在网络安全监测系统中，当用户从终端输入命令，程序将采集的终端信息进行处理，当发送的数据信息量较大时可能分成多次传输，但是，当用户从终端快速输入多条命令时，系统会在极短的时间内产生多条操作回显，这时采集的信息会是多条操作命令和操作回显并存，如果还是按照上述方法进行处理，这时候上报的一条回显信息会包含多条命令和回显，这就导致了无法准确区分操作命令和回显。

发明内容

为解决已有技术存在的不足，本发明提供了一种网络安全监测系统，所述网络安全监测系统通过接收/发送端口与接收装置连接，接收装置设置为一个以上；

网络安全监测系统包括信息采集模块以及命令提示符自适应判定模块，命令提示符自适应判定模块用于将信息采集模块采集到的被监测主机的终端信息进行分析和处理，并将处理后的信息发送给接收装置。

其中，所述命令提示符自适应判定模块包括信息处理模块、前缀处理模块以及发送模块，分别用于对信息采集模块采集到的被监测主机的终端信息进行信息处理、前缀处理以及发送处理。

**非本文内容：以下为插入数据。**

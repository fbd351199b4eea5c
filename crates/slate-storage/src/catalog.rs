//! The named-table registry.

use std::collections::BTreeMap;
use std::io::{self, Write};
use std::sync::{Arc, RwLock};

use tracing::debug;

use crate::error::StorageError;
use crate::table::Table;

/// Name → table mapping for one embedding process.
///
/// The embedder constructs a catalog and threads a handle wherever tables
/// are looked up by name; there is no hidden global. Mutations are assumed
/// to be serialized by the embedder, but the map carries its own lock so
/// concurrent readers are safe regardless.
#[derive(Debug, Default)]
pub struct Catalog {
    tables: RwLock<BTreeMap<String, Arc<Table>>>,
}

impl Catalog {
    pub fn new() -> Self {
        Self::default()
    }

    pub fn add_table(
        &self,
        name: impl Into<String>,
        table: Arc<Table>,
    ) -> Result<(), StorageError> {
        let name = name.into();
        let mut tables = self.write();
        if tables.contains_key(&name) {
            return Err(StorageError::DuplicateTable { name });
        }
        debug!(table = %name, "registered table");
        tables.insert(name, table);
        Ok(())
    }

    pub fn drop_table(&self, name: &str) -> Result<(), StorageError> {
        match self.write().remove(name) {
            Some(_) => {
                debug!(table = %name, "dropped table");
                Ok(())
            }
            None => Err(StorageError::UnknownTable {
                name: name.to_owned(),
            }),
        }
    }

    pub fn get_table(&self, name: &str) -> Result<Arc<Table>, StorageError> {
        self.read()
            .get(name)
            .cloned()
            .ok_or_else(|| StorageError::UnknownTable {
                name: name.to_owned(),
            })
    }

    pub fn has_table(&self, name: &str) -> bool {
        self.read().contains_key(name)
    }

    /// Registered names, ascending.
    pub fn table_names(&self) -> Vec<String> {
        self.read().keys().cloned().collect()
    }

    /// Drop every table.
    pub fn reset(&self) {
        debug!("reset catalog");
        self.write().clear();
    }

    /// One line per table: name, column count, row count, chunk count.
    pub fn print(&self, out: &mut dyn Write) -> io::Result<()> {
        for (name, table) in self.read().iter() {
            writeln!(
                out,
                "{name} ({} columns, {} rows, {} chunks)",
                table.column_count(),
                table.row_count(),
                table.chunk_count(),
            )?;
        }
        Ok(())
    }

    fn read(&self) -> std::sync::RwLockReadGuard<'_, BTreeMap<String, Arc<Table>>> {
        self.tables
            .read()
            .unwrap_or_else(|poisoned| poisoned.into_inner())
    }

    fn write(&self) -> std::sync::RwLockWriteGuard<'_, BTreeMap<String, Arc<Table>>> {
        self.tables
            .write()
            .unwrap_or_else(|poisoned| poisoned.into_inner())
    }
}
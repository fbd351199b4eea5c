use std::sync::Arc;

use pretty_assertions::assert_eq;
use proptest::prelude::*;

use slate_storage::{
    AttributeVector, DictionarySegment, ReferenceSegment, RowId, StorageError, Table, Value,
    ValueSegment, INVALID_VALUE_ID, NULL_ROW_ID, NULL_VALUE_ID,
};

fn string_segment_with_null() -> ValueSegment<String> {
    let segment = ValueSegment::<String>::new(true);
    for name in ["Bill", "Steve", "Alexander", "Steve", "Hasso", "Bill"] {
        segment.append(&Value::from(name)).unwrap();
    }
    segment.append(&Value::Null).unwrap();
    segment
}

#[test]
fn value_segment_append_and_read() {
    let segment = ValueSegment::<i32>::new(false);
    segment.append(&Value::Int(4)).unwrap();
    segment.append(&Value::Int(6)).unwrap();

    assert_eq!(segment.size(), 2);
    assert!(!segment.is_nullable());
    assert_eq!(segment.get(0).unwrap(), 4);
    assert_eq!(segment.at(1).unwrap(), Value::Int(6));
    assert_eq!(segment.values(), vec![4, 6]);
    assert_eq!(
        segment.at(2),
        Err(StorageError::OutOfBounds { index: 2, len: 2 })
    );
}

#[test]
fn value_segment_rejects_mismatched_cells() {
    let segment = ValueSegment::<i32>::new(false);
    assert_eq!(
        segment.append(&Value::from("four")),
        Err(StorageError::TypeMismatch {
            expected: slate_storage::DataType::Int,
            value: Value::from("four"),
        })
    );
    assert_eq!(segment.append(&Value::Null), Err(StorageError::NotNullable));
    assert_eq!(segment.size(), 0);
}

#[test]
fn value_segment_null_handling() {
    let segment = string_segment_with_null();

    assert_eq!(segment.size(), 7);
    assert!(segment.is_null(6).unwrap());
    assert!(!segment.is_null(0).unwrap());
    assert_eq!(segment.get(6), Err(StorageError::NullAccess { offset: 6 }));
    assert_eq!(segment.get_typed_value(6).unwrap(), None);
    assert_eq!(segment.at(6).unwrap(), Value::Null);
    assert_eq!(
        segment.null_values().unwrap(),
        vec![false, false, false, false, false, false, true]
    );
}

#[test]
fn non_nullable_segment_has_no_null_bitmap() {
    let segment = ValueSegment::<i64>::new(false);
    segment.append(&Value::Long(1)).unwrap();
    assert_eq!(segment.null_values(), Err(StorageError::NotNullable));
    assert!(!segment.is_null(0).unwrap());
}

#[test]
fn dictionary_compression_of_string_segment() {
    let dict_segment = DictionarySegment::from_value_segment(&string_segment_with_null());

    assert_eq!(dict_segment.size(), 7);
    assert_eq!(dict_segment.unique_values_count(), 4);
    assert_eq!(
        dict_segment.dictionary(),
        &["Alexander", "Bill", "Hasso", "Steve"]
    );
    assert_eq!(dict_segment.value_of_value_id(1).unwrap(), "Bill");
    assert_eq!(
        dict_segment.value_of_value_id(4),
        Err(StorageError::InvalidValueId {
            value_id: 4,
            unique_values: 4,
        })
    );

    assert_eq!(dict_segment.get(0).unwrap(), "Bill");
    assert_eq!(dict_segment.at(0).unwrap(), Value::from("Bill"));

    // Four distinct values fit the narrowest attribute vector.
    assert_eq!(dict_segment.attribute_vector().width(), 1);
    assert_eq!(dict_segment.null_value_id(), 255);
    assert_eq!(dict_segment.attribute_vector().get(6).unwrap(), 255);
    assert_eq!(dict_segment.get_typed_value(6).unwrap(), None);
    assert_eq!(
        dict_segment.get(6),
        Err(StorageError::NullAccess { offset: 6 })
    );
}

#[test]
fn dictionary_compression_keeps_defaults_distinct_from_null() {
    let segment = ValueSegment::<String>::new(true);
    segment.append(&Value::from("")).unwrap();

    let dict_segment = DictionarySegment::from_value_segment(&segment);
    assert_eq!(dict_segment.get(0).unwrap(), "");
    assert_eq!(dict_segment.unique_values_count(), 1);
}

#[test]
fn dictionary_memory_estimate_counts_dictionary_and_attribute_vector() {
    let segment = ValueSegment::<f64>::new(false);
    for value in [2.3, 1.2, 2.3] {
        segment.append(&Value::Double(value)).unwrap();
    }

    let dict_segment = DictionarySegment::from_value_segment(&segment);
    assert_eq!(dict_segment.unique_values_count(), 2);
    assert_eq!(
        dict_segment.estimate_memory_usage(),
        2 * std::mem::size_of::<f64>() + 3
    );
}

#[test]
fn dictionary_bound_search() {
    let segment = ValueSegment::<i32>::new(false);
    for value in (0..=10).step_by(2) {
        segment.append(&Value::Int(value)).unwrap();
    }
    let dict_segment = DictionarySegment::from_value_segment(&segment);

    assert_eq!(dict_segment.lower_bound(&4), 2);
    assert_eq!(dict_segment.upper_bound(&4), 3);
    assert_eq!(dict_segment.lower_bound(&5), 3);
    assert_eq!(dict_segment.upper_bound(&5), 3);
    assert_eq!(dict_segment.lower_bound(&15), INVALID_VALUE_ID);
    assert_eq!(dict_segment.upper_bound(&15), INVALID_VALUE_ID);

    assert_eq!(dict_segment.lower_bound_value(&Value::Int(4)).unwrap(), 2);
    assert_eq!(dict_segment.upper_bound_value(&Value::Int(4)).unwrap(), 3);
    assert_eq!(
        dict_segment.lower_bound_value(&Value::from("4")),
        Err(StorageError::TypeMismatch {
            expected: slate_storage::DataType::Int,
            value: Value::from("4"),
        })
    );
}

#[test]
fn attribute_vector_width_tracks_cardinality() {
    let segment = ValueSegment::<i32>::new(false);
    for value in 0..255 {
        segment.append(&Value::Int(value)).unwrap();
    }
    let dict_segment = DictionarySegment::from_value_segment(&segment);
    assert_eq!(dict_segment.unique_values_count(), 255);
    assert_eq!(dict_segment.attribute_vector().width(), 1);

    // One more distinct value would collide with the u8 null sentinel, so
    // 256 entries need 16-bit ids.
    segment.append(&Value::Int(255)).unwrap();
    let dict_segment = DictionarySegment::from_value_segment(&segment);
    assert_eq!(dict_segment.unique_values_count(), 256);
    assert_eq!(dict_segment.attribute_vector().width(), 2);
    assert_eq!(dict_segment.null_value_id(), u16::MAX as u32);
}

#[test]
fn attribute_vector_get_set_bounds_and_overflow() {
    let mut vector = AttributeVector::from_value_ids(&[0, 1, 2, NULL_VALUE_ID], 3).unwrap();
    assert_eq!(vector.width(), 1);
    assert_eq!(vector.len(), 4);
    assert_eq!(vector.get(1).unwrap(), 1);
    assert_eq!(vector.get(3).unwrap(), 255);
    assert_eq!(
        vector.get(4),
        Err(StorageError::OutOfBounds { index: 4, len: 4 })
    );

    vector.set(1, 2).unwrap();
    assert_eq!(vector.get(1).unwrap(), 2);
    vector.set(1, NULL_VALUE_ID).unwrap();
    assert_eq!(vector.get(1).unwrap(), 255);
    assert_eq!(
        vector.set(1, 300),
        Err(StorageError::Overflow { value_id: 300 })
    );
    assert_eq!(
        vector.set(9, 0),
        Err(StorageError::OutOfBounds { index: 9, len: 4 })
    );

    assert_eq!(
        AttributeVector::from_value_ids(&[500], 3),
        Err(StorageError::Overflow { value_id: 500 })
    );
}

fn two_column_table() -> Arc<Table> {
    let mut table = Table::new(10);
    table.add_column("id", "int", false).unwrap();
    table.add_column("name", "string", true).unwrap();
    table.append(&[Value::Int(1), Value::from("one")]).unwrap();
    table.append(&[Value::Int(2), Value::Null]).unwrap();
    table.append(&[Value::Int(3), Value::from("three")]).unwrap();
    Arc::new(table)
}

#[test]
fn reference_segment_delegates_reads() {
    let table = two_column_table();
    let pos_list = Arc::new(vec![
        RowId {
            chunk_id: 0,
            chunk_offset: 2,
        },
        RowId {
            chunk_id: 0,
            chunk_offset: 0,
        },
        NULL_ROW_ID,
    ]);

    let names = ReferenceSegment::new(Arc::clone(&table), 1, Arc::clone(&pos_list));
    assert_eq!(names.size(), 3);
    assert_eq!(names.at(0).unwrap(), Value::from("three"));
    assert_eq!(names.at(1).unwrap(), Value::from("one"));
    assert_eq!(names.at(2).unwrap(), Value::Null);
    assert_eq!(
        names.at(3),
        Err(StorageError::OutOfBounds { index: 3, len: 3 })
    );

    let ids = ReferenceSegment::new(Arc::clone(&table), 0, pos_list);
    assert_eq!(ids.at(0).unwrap(), Value::Int(3));
    assert_eq!(ids.referenced_column_id(), 0);
    assert!(Arc::ptr_eq(ids.referenced_table(), &table));
}

#[test]
fn reference_segment_reads_through_compressed_chunks() {
    let table = two_column_table();
    let pos_list = Arc::new(vec![RowId {
        chunk_id: 0,
        chunk_offset: 1,
    }]);
    let names = ReferenceSegment::new(Arc::clone(&table), 1, pos_list);

    assert_eq!(names.at(0).unwrap(), Value::Null);
    table.compress_chunk(0).unwrap();
    assert_eq!(names.at(0).unwrap(), Value::Null);
}

proptest! {
    // Compressing a segment and reading it back cell by cell yields the
    // original cells, nulls included, and the dictionary stays strictly
    // ascending.
    #[test]
    fn dictionary_round_trip(cells in prop::collection::vec(prop::option::of(any::<i32>()), 0..200)) {
        let segment = ValueSegment::<i32>::new(true);
        for cell in &cells {
            let value = match cell {
                Some(v) => Value::Int(*v),
                None => Value::Null,
            };
            segment.append(&value).unwrap();
        }

        let dict_segment = DictionarySegment::from_value_segment(&segment);
        prop_assert_eq!(dict_segment.size(), cells.len());
        for (offset, cell) in cells.iter().enumerate() {
            prop_assert_eq!(dict_segment.get_typed_value(offset as u32).unwrap(), *cell);
        }

        let dictionary = dict_segment.dictionary();
        prop_assert!(dictionary.windows(2).all(|pair| pair[0] < pair[1]));
    }
}
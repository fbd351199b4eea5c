//! Chunked columnar storage for Slate.
//!
//! This crate covers:
//! - Tables split into row-horizontal chunks, one typed segment per column.
//! - Three interchangeable segment representations: mutable value segments,
//!   dictionary-compressed segments, and zero-copy reference segments.
//! - In-place chunk compression (one worker per column) that stays safe
//!   against concurrent appends and readers via shared chunk ownership.
//! - A named-table catalog for embedders.

#![forbid(unsafe_code)]

mod attribute_vector;
mod catalog;
mod chunk;
mod dictionary_segment;
mod error;
mod reference_segment;
mod segment;
mod table;
mod types;
mod value_segment;

pub use crate::attribute_vector::AttributeVector;
pub use crate::catalog::Catalog;
pub use crate::chunk::Chunk;
pub use crate::dictionary_segment::DictionarySegment;
pub use crate::error::StorageError;
pub use crate::reference_segment::ReferenceSegment;
pub use crate::segment::{DictionarySegmentRef, Segment, ValueSegmentRef};
pub use crate::table::{Table, DEFAULT_TARGET_CHUNK_SIZE};
pub use crate::types::{
    ChunkId, ChunkOffset, ColumnId, ColumnValue, DataType, PosList, RowId, Value, ValueId,
    INVALID_CHUNK_ID, INVALID_CHUNK_OFFSET, INVALID_VALUE_ID, NULL_ROW_ID, NULL_VALUE_ID,
};
pub use crate::value_segment::ValueSegment;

本发明另外提供一种在终端信息采集中区分操作命令与回显的方法，包括如下步骤：

步骤S1：配置网络安全监测系统的参数；

步骤S2：信息采集模块采集被监测主机终端的用户操作命令及操作回显，将操作命令及操作回显发送给命令提示符自适应判定模块；

步骤S3：命令提示符自适应判定模块接收信息采集模块发送的用户操作命令及操作回显，依次进行信息处理、前缀处理以及发送处理后，将用户操作命令及操作回显依据命令提示符不同样式进行区分；

步骤S4：命令提示符自适应判定模块将处理后的信息通过发送端发送给接收装置。